S'énerver ne sert à rien. S'énerver ne sert à rien. S'énerver ne sert à rien. J'ai beau me répéter cette phrase, mon cerveau reste en ébullition.
─ Je n'ai pas pu courir après toi au moment voulu, car dès que tu es parti, le médecin entrait dans la chambre, explique-t-il en me faisant sa tête de chien battu.
Attends cinq minutes... S'il n'a pas couru à ma poursuite, ce n'est pas parce qu'il ne veut pas de moi, mais parce qu'un médecin est venu le voir ? En entendant cette version que j'aurais pu deviner par moi-même, si je ne serais pas du genre à me faire des conclusions trop actives, la colère que j'ai en moi s'évacue tout d'un coup. Et mon cœur redevient léger comme une plume.

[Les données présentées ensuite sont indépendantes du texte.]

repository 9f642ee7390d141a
pub mod types;

pub use types::{
    FieldRecord, FieldValue, NoradId, RecordSet, SatStatus, TleEnrichment, TleTriplet,
    UnifiedRecord, PLACEHOLDER, TLE_FETCHED_FIELD, TLE_LINE1_FIELD, TLE_LINE2_FIELD,
    TLE_NAME_FIELD,
};
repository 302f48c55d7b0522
use std::ffi::OsString;

fn main() {
    let args: Vec<OsString> = std::env::args_os().collect();
    if let Err(err) = almanac_core::run(args) {
        eprintln!("error: {err:#}");
        std::process::exit(1);
    }
}
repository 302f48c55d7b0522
use anyhow::Context;
use chrono_tz::Tz;

use crate::datetime::TimestampFormat;
use crate::error::{ParseError, TimestampField};
use crate::event::{Event, EventTime};

/// Toast text for a reminder pushed by the notification channel.
#[derive(Debug, Clone, PartialEq, Eq)]
pub struct ReminderNotice {
    pub title: String,
    pub starts: String,
    pub ends: String,
}

impl ReminderNotice {
    pub fn from_event(event: &Event, format: &TimestampFormat, zone: Option<&Tz>) -> Result<Self, ParseError> {
        let start = format.parse(&event.start_date, TimestampField::Start)?;
        let end = format.parse(&event.end_date, TimestampField::End)?;

        Ok(Self {
            title: event.title.clone(),
            starts: clock_label(&start, zone),
            ends: clock_label(&end, zone),
        })
    }

    /// Decodes a reminder payload carrying the event shape.
    pub fn from_payload(payload: &str, format: &TimestampFormat, zone: Option<&Tz>) -> anyhow::Result<Self> {
        let event: Event = serde_json::from_str(payload.trim()).context("invalid reminder payload")?;
        Ok(Self::from_event(&event, format, zone)?)
    }

    pub fn message(&self) -> String {
        format!("You have \"{}\" scheduled from {} to {}", self.title, self.starts, self.ends)
    }
}

impl std::fmt::Display for ReminderNotice {
    fn fmt(&self, f: &mut std::fmt::Formatter<'_>) -> std::fmt::Result {
        f.write_str(&self.message())
    }
}

// HH:MM, or the date for all-day values.
fn clock_label(time: &EventTime, zone: Option<&Tz>) -> String {
    match time.time_of_day(zone) {
        Some(clock) => clock.format("%H:%M").to_string(),
        None => time.calendar_date(zone).format("%Y-%m-%d").to_string(),
    }
}
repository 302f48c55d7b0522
use std::str::FromStr;

use anyhow::anyhow;
use chrono::{Datelike, NaiveDate};
use tracing::debug;

use crate::datetime::{days_in_month, first_day_of_month};
use crate::error::ResolveResult;
use crate::event::Event;
use crate::resolver::{Granularity, Rejected, Resolution, Resolver};

/// Which panel the calendar is showing.
#[derive(Debug, Clone, Copy, Default, PartialEq, Eq)]
pub enum PanelMode {
    /// One month, one cell per day.
    #[default]
    Month,
    /// One year, one cell per month.
    Year,
}

impl PanelMode {
    /// Granularity of a single cell in this panel.
    pub fn granularity(self) -> Granularity {
        match self {
            PanelMode::Month => Granularity::Day,
            PanelMode::Year => Granularity::Month,
        }
    }
}

impl FromStr for PanelMode {
    type Err = anyhow::Error;

    fn from_str(s: &str) -> Result<Self, Self::Err> {
        match s.trim().to_ascii_lowercase().as_str() {
            "month" => Ok(Self::Month),
            "year" => Ok(Self::Year),
            other => Err(anyhow!(
                "invalid calendar.mode setting: {other} (expected month or year)"
            )),
        }
    }
}

#[derive(Debug, Clone, PartialEq)]
pub struct PanelCell<'a> {
    pub date: NaiveDate,
    pub events: Vec<&'a Event>,
}

#[derive(Debug, Clone, PartialEq)]
pub struct Panel<'a> {
    pub mode: PanelMode,
    pub focus: NaiveDate,
    pub cells: Vec<PanelCell<'a>>,
    /// Unparseable events, reported once per panel rather than per cell.
    pub rejected: Vec<Rejected>,
}

/// Dates of every cell in the panel around `focus`.
pub fn panel_cells(mode: PanelMode, focus: NaiveDate) -> Vec<NaiveDate> {
    match mode {
        PanelMode::Month => (1..=days_in_month(focus.year(), focus.month()))
            .filter_map(|day| NaiveDate::from_ymd_opt(focus.year(), focus.month(), day))
            .collect(),
        PanelMode::Year => (1..=12)
            .map(|month| first_day_of_month(focus.year(), month))
            .collect(),
    }
}

#[tracing::instrument(skip(resolver, events), fields(events = events.len()))]
pub fn render_panel<'a>(
    resolver: &Resolver,
    events: &'a [Event],
    mode: PanelMode,
    focus: NaiveDate,
) -> ResolveResult<Panel<'a>> {
    let granularity = mode.granularity();
    let mut cells = Vec::new();
    let mut rejected: Vec<Rejected> = Vec::new();

    for date in panel_cells(mode, focus) {
        let resolution = resolver.resolve(granularity, events, date)?;
        for entry in resolution.rejected {
            if !rejected.iter().any(|seen| seen.index == entry.index) {
                rejected.push(entry);
            }
        }
        cells.push(PanelCell {
            date,
            events: resolution.events,
        });
    }

    debug!(
        cells = cells.len(),
        busy = cells.iter().filter(|cell| !cell.events.is_empty()).count(),
        rejected = rejected.len(),
        "panel rendered"
    );

    Ok(Panel {
        mode,
        focus,
        cells,
        rejected,
    })
}

/// Resolves a selected cell the way the panel it was picked from does.
pub fn select<'a>(
    resolver: &Resolver,
    events: &'a [Event],
    mode: PanelMode,
    date: NaiveDate,
) -> ResolveResult<Resolution<'a>> {
    resolver.resolve(mode.granularity(), events, date)
}
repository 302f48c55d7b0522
use std::fs;
use std::path::{Path, PathBuf};

use anyhow::{Context, anyhow};
use tracing::{debug, info};

use crate::event::Event;

/// Supplies the full event collection for one render pass.
pub trait EventSource {
    fn load(&self) -> anyhow::Result<Vec<Event>>;
}

/// Events stored in a file, either as a JSON array or as JSON Lines.
#[derive(Debug, Clone)]
pub struct FileSource {
    pub path: PathBuf,
}

impl FileSource {
    pub fn new(path: impl Into<PathBuf>) -> Self {
        Self { path: path.into() }
    }
}

impl EventSource for FileSource {
    #[tracing::instrument(skip(self), fields(path = %self.path.display()))]
    fn load(&self) -> anyhow::Result<Vec<Event>> {
        let events = load_events(&self.path)
            .with_context(|| format!("failed to load events from {}", self.path.display()))?;
        info!(count = events.len(), "loaded events");
        Ok(events)
    }
}

fn load_events(path: &Path) -> anyhow::Result<Vec<Event>> {
    let text = fs::read_to_string(path)?;
    parse_events(&text)
}

/// Parses a JSON array or one event per non-blank line.
pub fn parse_events(text: &str) -> anyhow::Result<Vec<Event>> {
    let trimmed = text.trim_start();
    if trimmed.starts_with('[') {
        debug!("parsing events as JSON array");
        return serde_json::from_str(trimmed).context("failed parsing JSON array of events");
    }

    debug!("parsing events as JSON lines");
    let mut out = Vec::new();
    for (line_num, line) in text.lines().enumerate() {
        let trimmed = line.trim();
        if trimmed.is_empty() {
            continue;
        }
        let event: Event = serde_json::from_str(trimmed)
            .map_err(|e| anyhow!("invalid event on line {}: {e}", line_num + 1))?;
        out.push(event);
    }
    Ok(out)
}
use std::collections::BTreeMap;

use chrono::{DateTime, FixedOffset, NaiveDate, NaiveDateTime, NaiveTime};
use chrono_tz::Tz;
use serde::{Deserialize, Serialize};

/// An event record as delivered by the data source or a reminder payload.
///
/// Timestamps stay in their raw form; they are parsed on demand with a
/// [`crate::datetime::TimestampFormat`] so that one bad record never
/// prevents the rest of the collection from loading.
#[derive(Debug, Clone, Serialize, Deserialize, PartialEq)]
pub struct Event {
    pub title: String,

    pub start_date: String,

    pub end_date: String,

    /// Lead time in minutes; fractional values are kept as given.
    #[serde(default, skip_serializing_if = "Option::is_none")]
    pub reminder: Option<f64>,

    #[serde(flatten)]
    pub extra: BTreeMap<String, serde_json::Value>,
}

impl Event {
    pub fn new(title: impl Into<String>, start_date: impl Into<String>, end_date: impl Into<String>) -> Self {
        Self {
            title: title.into(),
            start_date: start_date.into(),
            end_date: end_date.into(),
            reminder: None,
            extra: BTreeMap::new(),
        }
    }

    pub fn with_reminder(mut self, minutes: f64) -> Self {
        self.reminder = Some(minutes);
        self
    }
}

/// A parsed event timestamp.
#[derive(Debug, Clone, Copy, PartialEq, Eq)]
pub enum EventTime {
    /// A point in time with a UTC offset (RFC 3339).
    Instant(DateTime<FixedOffset>),
    /// A wall-clock date-time with no offset.
    Floating(NaiveDateTime),
    Date(NaiveDate),
}

impl EventTime {
    /// The calendar day this timestamp falls on, time-of-day stripped.
    ///
    /// Instants keep the date as written unless a calendar zone is given,
    /// in which case they are shifted into that zone first. Floating and
    /// date-only values are never shifted.
    pub fn calendar_date(&self, zone: Option<&Tz>) -> NaiveDate {
        match self {
            EventTime::Instant(dt) => match zone {
                Some(tz) => dt.with_timezone(tz).date_naive(),
                None => dt.date_naive(),
            },
            EventTime::Floating(ndt) => ndt.date(),
            EventTime::Date(date) => *date,
        }
    }

    /// Wall-clock time, or `None` for date-only values.
    pub fn time_of_day(&self, zone: Option<&Tz>) -> Option<NaiveTime> {
        match self {
            EventTime::Instant(dt) => Some(match zone {
                Some(tz) => dt.with_timezone(tz).time(),
                None => dt.time(),
            }),
            EventTime::Floating(ndt) => Some(ndt.time()),
            EventTime::Date(_) => None,
        }
    }
}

─ Donc, tu n'as jamais habité avec moi pour une question de survie ?
Les mots sortent de ma bouche sans que je puisse les arrêter. Mais pourquoi je lui ai demandé ça, moi ? Il va encore croire que je le repousse ou un truc dans ce genre-là.
─ Hein ? Demande-t-il en fronçant les yeux. Mais qu'est-ce que tu...
─ Rien ! Le coupé-je précipitamment. Allez montes, je te ramène où tu veux.
─ A la maison. Je souhaite retourner à la maison... Enfin, si tu es toujours d'accord pour que je revienne, s'empresse-t-il d'ajouter sous mon regard qui doit ressembler à celui d'un enfant découvrant ses cadeaux sous le sapin de Noël.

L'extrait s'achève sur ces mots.